(Saved data entries)
■ ■ ■ ■ ■ ■ ■
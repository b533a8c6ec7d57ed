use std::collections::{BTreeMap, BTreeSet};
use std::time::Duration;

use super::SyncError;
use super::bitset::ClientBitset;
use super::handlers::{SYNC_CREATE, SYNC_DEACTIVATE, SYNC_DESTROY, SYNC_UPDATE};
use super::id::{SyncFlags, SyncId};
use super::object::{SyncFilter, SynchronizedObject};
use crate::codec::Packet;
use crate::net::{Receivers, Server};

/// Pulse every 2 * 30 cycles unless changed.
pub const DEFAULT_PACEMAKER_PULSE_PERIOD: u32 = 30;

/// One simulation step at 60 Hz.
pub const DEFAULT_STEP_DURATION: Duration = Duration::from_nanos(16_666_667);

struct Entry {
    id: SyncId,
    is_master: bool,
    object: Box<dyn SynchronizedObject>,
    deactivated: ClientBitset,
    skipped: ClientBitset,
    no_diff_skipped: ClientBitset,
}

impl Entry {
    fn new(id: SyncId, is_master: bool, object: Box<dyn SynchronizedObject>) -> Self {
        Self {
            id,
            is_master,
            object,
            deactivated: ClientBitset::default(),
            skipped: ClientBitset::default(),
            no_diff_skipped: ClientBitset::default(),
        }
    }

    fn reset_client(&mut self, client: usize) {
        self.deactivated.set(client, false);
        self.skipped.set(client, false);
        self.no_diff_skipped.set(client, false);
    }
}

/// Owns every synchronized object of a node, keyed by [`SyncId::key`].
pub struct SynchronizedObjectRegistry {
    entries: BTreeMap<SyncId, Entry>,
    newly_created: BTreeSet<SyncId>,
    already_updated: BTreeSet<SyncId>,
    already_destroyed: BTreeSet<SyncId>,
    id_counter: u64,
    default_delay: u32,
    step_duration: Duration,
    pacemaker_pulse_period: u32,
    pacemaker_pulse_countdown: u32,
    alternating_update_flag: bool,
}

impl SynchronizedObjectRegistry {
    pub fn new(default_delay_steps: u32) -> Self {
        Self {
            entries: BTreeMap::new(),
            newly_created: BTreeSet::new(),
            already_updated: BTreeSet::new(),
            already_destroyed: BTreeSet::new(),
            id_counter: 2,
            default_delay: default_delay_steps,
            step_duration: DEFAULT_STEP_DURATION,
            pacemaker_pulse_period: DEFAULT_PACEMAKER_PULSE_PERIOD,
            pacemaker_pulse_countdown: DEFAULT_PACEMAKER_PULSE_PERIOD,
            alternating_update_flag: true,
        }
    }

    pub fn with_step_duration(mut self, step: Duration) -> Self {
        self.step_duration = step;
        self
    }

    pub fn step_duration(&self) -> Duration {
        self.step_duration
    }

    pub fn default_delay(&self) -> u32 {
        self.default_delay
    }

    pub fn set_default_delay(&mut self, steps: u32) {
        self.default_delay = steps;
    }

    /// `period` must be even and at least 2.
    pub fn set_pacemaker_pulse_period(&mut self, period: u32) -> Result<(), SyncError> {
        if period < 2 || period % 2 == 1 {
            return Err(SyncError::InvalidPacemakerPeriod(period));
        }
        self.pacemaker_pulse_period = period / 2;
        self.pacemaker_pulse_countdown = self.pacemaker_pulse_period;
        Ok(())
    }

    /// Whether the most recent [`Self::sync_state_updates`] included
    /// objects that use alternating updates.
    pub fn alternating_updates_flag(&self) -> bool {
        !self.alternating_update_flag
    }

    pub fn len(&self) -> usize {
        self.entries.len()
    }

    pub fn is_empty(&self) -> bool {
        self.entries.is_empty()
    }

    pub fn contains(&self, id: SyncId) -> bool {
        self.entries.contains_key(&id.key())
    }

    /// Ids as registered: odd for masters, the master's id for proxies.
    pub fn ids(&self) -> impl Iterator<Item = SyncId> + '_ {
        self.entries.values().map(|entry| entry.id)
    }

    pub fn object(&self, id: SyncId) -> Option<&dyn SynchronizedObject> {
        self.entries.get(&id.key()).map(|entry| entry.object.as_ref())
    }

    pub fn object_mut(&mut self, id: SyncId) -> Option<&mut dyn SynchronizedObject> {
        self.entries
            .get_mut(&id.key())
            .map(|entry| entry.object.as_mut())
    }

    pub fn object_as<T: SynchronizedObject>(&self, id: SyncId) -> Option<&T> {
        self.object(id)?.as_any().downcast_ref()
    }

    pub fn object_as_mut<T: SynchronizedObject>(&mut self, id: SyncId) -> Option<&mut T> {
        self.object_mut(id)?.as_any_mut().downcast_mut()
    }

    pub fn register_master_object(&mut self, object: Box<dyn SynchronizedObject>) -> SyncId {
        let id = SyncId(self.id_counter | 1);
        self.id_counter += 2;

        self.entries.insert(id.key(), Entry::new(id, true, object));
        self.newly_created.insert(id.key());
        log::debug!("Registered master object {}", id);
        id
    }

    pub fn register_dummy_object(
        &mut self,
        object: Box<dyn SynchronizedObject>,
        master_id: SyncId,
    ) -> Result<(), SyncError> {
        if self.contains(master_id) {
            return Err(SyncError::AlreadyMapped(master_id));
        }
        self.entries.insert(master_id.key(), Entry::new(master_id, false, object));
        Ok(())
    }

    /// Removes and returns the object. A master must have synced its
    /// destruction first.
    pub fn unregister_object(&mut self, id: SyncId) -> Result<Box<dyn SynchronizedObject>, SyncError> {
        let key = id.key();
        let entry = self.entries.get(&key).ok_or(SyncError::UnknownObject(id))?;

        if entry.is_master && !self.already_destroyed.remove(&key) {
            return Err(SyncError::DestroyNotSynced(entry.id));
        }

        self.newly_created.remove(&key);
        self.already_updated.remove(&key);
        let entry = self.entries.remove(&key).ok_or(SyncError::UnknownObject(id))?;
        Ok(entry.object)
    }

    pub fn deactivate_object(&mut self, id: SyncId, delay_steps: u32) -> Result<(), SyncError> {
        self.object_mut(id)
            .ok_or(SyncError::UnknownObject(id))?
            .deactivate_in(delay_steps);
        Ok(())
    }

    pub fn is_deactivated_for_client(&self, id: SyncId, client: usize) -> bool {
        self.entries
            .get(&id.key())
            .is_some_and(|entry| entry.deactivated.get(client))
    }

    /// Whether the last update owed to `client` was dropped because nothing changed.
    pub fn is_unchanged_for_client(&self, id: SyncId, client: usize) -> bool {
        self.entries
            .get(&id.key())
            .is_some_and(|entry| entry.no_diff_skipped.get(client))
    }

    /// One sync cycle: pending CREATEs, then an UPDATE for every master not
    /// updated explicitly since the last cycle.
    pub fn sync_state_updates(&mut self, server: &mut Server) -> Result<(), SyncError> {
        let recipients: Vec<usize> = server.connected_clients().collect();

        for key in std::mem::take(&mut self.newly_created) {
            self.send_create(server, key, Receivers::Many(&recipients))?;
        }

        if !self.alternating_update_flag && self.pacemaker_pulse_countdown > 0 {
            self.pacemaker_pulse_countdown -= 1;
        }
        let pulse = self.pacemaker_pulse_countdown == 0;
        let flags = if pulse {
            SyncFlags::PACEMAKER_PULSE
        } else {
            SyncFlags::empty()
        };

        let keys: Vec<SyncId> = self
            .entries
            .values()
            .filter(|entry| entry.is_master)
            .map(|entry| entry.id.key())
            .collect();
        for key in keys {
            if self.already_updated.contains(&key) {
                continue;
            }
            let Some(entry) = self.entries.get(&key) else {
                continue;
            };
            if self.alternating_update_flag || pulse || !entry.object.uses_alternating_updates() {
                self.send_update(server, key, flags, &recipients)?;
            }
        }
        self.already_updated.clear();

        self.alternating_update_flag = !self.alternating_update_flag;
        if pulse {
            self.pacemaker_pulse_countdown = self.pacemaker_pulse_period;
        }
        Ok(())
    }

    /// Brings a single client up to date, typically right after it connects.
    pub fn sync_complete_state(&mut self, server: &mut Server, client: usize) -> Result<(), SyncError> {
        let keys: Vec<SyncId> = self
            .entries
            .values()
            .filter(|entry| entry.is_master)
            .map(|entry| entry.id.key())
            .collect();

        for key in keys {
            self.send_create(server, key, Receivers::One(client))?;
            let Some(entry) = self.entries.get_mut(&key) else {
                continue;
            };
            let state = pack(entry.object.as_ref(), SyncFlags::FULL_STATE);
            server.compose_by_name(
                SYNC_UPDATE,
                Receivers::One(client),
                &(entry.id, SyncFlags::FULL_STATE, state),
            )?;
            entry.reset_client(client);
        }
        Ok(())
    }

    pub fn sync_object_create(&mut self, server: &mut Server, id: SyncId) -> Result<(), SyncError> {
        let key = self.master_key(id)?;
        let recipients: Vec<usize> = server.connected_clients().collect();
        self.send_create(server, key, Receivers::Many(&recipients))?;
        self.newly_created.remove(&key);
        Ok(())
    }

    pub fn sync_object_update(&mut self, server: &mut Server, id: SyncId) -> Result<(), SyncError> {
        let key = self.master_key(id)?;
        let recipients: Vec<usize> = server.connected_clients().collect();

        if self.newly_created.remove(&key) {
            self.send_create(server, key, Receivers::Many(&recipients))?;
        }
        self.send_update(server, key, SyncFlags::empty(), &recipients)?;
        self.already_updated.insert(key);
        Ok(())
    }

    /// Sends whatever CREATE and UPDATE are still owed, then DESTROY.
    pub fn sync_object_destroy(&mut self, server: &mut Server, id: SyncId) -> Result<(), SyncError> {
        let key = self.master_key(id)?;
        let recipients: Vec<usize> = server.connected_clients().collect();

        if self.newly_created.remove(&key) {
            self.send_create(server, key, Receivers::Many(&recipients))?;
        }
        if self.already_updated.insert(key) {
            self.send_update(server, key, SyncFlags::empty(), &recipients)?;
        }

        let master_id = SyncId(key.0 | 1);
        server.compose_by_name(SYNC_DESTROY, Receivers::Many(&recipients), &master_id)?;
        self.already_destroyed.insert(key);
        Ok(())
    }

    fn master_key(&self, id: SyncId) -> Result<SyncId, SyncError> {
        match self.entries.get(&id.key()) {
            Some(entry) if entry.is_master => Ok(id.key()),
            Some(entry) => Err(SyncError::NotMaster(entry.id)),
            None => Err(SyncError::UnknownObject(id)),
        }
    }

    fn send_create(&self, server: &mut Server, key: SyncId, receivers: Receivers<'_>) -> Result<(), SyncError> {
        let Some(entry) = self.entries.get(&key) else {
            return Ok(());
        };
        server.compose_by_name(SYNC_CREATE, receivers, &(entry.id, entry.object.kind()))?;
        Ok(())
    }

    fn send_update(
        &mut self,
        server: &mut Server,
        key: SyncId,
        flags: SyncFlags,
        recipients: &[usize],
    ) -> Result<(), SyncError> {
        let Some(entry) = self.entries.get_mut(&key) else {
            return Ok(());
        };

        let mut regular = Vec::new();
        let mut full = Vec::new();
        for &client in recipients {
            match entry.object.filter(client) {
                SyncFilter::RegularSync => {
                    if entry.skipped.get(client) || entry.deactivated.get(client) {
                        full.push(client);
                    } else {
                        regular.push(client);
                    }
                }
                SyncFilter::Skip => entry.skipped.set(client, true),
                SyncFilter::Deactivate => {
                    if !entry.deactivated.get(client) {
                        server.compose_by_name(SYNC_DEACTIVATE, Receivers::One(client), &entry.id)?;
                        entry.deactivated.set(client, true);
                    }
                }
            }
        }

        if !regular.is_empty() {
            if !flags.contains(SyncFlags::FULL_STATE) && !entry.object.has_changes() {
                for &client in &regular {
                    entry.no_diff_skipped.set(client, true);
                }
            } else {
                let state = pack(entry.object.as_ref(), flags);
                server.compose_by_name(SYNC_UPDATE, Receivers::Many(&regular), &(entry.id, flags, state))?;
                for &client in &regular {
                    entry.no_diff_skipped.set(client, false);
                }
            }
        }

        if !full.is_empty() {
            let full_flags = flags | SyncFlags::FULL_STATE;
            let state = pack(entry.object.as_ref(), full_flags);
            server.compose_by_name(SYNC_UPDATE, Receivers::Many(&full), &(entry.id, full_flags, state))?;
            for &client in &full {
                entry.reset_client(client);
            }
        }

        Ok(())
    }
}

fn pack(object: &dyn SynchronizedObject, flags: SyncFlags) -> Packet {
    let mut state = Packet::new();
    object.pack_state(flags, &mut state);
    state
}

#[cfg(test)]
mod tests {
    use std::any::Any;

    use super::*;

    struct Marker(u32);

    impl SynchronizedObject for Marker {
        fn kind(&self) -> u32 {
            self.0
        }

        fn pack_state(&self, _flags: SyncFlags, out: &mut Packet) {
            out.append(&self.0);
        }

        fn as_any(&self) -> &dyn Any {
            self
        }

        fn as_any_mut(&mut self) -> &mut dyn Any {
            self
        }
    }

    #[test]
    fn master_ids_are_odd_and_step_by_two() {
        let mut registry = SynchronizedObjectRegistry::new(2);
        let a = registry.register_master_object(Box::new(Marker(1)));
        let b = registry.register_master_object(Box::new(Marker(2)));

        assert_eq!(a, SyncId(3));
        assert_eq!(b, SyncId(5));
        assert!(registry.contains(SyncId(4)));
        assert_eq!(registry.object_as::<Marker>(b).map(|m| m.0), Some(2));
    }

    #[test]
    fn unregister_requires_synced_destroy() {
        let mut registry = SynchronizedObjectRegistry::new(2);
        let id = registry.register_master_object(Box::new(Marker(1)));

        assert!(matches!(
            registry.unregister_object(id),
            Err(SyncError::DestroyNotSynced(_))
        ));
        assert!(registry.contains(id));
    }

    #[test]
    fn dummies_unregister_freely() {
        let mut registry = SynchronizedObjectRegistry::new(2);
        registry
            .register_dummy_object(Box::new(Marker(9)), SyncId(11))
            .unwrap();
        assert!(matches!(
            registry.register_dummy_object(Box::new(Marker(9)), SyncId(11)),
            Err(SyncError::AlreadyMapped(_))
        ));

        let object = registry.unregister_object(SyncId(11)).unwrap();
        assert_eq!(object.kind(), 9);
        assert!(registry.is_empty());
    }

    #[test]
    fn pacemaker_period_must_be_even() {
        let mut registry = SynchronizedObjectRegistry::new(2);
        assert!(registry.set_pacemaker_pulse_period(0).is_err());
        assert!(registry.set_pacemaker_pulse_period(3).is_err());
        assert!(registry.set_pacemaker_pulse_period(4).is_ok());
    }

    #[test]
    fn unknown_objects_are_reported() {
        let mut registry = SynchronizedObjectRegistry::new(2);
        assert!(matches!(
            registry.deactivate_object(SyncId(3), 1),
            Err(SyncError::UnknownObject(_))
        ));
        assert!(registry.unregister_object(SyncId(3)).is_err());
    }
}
■ ■ ■ ■ ■ ■ ■
Among the lines above, which ones include the word "Packet"? Copy them.

## Answer area
use crate::codec::Packet;
fn pack(object: &dyn SynchronizedObject, flags: SyncFlags) -> Packet {
    let mut state = Packet::new();
        fn pack_state(&self, _flags: SyncFlags, out: &mut Packet) {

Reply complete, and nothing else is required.